→ **Exercise**
Take every line from the records below that includes the word "display".

→ **Provided entries**
▼▼▼
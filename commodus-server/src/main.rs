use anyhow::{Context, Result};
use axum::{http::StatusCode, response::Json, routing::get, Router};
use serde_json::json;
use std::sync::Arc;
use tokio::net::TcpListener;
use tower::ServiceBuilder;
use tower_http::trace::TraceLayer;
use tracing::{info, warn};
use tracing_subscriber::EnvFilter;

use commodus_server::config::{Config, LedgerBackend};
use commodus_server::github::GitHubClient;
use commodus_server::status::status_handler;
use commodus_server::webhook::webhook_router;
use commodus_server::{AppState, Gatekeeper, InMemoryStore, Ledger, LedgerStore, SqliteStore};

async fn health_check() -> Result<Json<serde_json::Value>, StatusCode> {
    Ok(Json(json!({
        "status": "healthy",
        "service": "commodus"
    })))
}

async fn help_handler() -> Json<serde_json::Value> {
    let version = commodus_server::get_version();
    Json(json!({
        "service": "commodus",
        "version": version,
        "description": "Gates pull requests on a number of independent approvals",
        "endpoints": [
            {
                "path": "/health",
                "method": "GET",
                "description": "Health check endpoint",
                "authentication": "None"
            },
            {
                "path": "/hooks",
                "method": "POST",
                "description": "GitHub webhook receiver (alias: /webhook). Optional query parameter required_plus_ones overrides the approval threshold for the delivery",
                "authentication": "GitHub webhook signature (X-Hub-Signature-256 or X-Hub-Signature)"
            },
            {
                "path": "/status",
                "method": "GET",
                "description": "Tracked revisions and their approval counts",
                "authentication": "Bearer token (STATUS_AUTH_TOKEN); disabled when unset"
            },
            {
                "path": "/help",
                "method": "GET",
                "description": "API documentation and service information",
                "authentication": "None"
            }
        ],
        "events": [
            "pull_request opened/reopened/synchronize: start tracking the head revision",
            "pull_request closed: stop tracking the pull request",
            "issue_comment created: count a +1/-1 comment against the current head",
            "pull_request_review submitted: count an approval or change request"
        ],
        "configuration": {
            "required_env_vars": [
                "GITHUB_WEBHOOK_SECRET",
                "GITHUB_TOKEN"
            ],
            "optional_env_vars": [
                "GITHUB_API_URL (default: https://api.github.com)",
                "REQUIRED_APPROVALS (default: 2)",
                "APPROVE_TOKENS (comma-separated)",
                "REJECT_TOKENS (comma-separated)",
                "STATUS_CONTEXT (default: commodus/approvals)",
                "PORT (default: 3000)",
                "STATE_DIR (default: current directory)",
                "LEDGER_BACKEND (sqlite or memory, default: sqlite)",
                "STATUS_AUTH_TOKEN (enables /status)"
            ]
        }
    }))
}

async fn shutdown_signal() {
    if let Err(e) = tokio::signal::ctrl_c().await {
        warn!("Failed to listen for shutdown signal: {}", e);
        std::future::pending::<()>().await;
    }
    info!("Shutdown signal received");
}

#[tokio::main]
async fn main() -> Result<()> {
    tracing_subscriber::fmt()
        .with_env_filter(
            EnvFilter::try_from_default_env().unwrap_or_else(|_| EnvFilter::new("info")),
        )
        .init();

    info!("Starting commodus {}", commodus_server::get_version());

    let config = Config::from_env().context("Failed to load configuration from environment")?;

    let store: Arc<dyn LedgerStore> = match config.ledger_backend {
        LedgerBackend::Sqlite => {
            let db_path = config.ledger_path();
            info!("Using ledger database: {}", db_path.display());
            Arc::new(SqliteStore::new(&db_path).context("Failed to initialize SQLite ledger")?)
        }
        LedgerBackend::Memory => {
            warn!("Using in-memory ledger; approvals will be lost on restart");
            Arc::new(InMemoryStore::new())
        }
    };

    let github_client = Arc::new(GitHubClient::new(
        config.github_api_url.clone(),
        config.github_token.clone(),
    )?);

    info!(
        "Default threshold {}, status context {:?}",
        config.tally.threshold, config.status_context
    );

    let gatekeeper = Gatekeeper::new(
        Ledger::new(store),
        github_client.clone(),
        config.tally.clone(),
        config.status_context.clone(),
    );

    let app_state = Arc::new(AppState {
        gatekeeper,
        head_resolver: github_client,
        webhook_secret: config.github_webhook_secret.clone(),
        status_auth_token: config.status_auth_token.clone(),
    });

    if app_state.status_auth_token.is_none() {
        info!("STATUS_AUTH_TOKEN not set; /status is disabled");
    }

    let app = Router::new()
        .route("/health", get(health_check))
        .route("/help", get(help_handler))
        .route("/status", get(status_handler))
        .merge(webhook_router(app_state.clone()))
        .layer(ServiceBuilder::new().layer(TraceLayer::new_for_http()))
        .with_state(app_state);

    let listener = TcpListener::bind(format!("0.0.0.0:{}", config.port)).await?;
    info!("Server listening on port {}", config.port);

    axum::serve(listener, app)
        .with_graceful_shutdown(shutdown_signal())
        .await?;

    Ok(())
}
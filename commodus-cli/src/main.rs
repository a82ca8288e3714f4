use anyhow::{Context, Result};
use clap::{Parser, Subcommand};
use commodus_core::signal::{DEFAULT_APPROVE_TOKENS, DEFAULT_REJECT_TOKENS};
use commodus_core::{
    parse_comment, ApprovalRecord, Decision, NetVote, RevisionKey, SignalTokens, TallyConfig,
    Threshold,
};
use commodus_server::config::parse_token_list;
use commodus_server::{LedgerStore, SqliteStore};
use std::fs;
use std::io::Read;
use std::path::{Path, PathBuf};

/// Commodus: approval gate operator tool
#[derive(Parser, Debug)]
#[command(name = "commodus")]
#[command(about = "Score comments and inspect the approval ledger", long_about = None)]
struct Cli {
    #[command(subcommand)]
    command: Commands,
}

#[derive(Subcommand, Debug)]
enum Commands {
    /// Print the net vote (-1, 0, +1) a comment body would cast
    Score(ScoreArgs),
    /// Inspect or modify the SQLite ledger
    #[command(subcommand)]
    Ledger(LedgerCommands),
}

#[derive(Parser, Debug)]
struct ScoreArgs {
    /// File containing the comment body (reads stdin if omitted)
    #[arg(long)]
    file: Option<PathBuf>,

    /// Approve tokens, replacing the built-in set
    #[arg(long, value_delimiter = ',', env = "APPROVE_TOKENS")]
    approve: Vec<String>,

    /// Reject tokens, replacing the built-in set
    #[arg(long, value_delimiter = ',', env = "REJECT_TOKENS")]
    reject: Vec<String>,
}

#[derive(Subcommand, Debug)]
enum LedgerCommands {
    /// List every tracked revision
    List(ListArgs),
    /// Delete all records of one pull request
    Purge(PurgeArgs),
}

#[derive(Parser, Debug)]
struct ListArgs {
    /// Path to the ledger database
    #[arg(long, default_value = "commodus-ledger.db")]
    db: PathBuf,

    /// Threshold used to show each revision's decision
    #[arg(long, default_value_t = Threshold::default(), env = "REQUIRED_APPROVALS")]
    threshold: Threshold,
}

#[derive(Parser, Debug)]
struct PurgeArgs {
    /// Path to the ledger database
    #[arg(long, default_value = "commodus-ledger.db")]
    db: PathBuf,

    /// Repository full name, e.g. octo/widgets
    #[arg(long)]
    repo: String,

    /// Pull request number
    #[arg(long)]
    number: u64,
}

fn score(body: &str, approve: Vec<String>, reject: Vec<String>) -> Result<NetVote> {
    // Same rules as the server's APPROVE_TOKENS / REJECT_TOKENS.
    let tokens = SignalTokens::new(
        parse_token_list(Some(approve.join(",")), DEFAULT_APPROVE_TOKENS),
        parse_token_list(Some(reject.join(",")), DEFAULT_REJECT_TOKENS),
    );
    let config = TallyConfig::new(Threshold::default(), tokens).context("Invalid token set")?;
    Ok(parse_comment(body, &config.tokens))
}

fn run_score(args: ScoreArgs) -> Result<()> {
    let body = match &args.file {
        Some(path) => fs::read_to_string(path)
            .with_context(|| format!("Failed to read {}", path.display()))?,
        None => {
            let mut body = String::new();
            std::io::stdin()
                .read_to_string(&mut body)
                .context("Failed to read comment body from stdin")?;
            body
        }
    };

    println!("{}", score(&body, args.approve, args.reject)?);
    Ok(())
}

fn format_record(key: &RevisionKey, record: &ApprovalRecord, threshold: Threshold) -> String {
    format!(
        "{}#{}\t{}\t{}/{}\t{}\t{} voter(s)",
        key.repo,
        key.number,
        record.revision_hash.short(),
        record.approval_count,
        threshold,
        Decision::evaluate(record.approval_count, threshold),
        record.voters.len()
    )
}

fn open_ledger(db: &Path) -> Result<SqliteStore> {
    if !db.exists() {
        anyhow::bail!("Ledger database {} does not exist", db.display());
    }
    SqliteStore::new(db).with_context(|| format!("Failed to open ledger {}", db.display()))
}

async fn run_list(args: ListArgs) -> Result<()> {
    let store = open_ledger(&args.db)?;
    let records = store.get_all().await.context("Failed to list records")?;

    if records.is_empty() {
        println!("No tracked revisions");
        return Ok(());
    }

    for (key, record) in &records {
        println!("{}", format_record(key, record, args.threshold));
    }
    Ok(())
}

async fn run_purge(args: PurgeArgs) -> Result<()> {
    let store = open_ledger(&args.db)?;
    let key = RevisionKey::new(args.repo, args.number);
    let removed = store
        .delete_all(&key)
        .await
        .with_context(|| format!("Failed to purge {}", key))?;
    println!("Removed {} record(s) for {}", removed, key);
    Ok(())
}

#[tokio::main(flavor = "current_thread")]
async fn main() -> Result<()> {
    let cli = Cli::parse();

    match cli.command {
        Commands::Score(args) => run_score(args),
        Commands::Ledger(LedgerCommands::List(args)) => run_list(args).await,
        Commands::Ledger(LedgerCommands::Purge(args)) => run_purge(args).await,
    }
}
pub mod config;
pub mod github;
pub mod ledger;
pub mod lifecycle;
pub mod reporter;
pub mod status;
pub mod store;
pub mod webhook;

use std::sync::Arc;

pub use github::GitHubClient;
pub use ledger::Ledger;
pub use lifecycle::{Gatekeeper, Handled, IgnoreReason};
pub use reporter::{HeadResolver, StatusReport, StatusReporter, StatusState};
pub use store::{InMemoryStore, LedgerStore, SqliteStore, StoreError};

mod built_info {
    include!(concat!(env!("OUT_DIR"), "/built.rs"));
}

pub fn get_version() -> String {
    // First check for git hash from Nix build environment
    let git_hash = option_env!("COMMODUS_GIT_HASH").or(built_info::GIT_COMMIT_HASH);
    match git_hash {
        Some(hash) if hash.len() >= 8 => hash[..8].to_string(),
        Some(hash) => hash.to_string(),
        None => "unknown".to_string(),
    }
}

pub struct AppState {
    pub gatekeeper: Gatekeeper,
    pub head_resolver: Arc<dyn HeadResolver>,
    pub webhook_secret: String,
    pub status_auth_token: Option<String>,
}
▲▲▲
→ **Solution**
            info!("Using ledger database: {}", db_path.display());
            .with_context(|| format!("Failed to read {}", path.display()))?,
        anyhow::bail!("Ledger database {} does not exist", db.display());
    SqliteStore::new(db).with_context(|| format!("Failed to open ledger {}", db.display()))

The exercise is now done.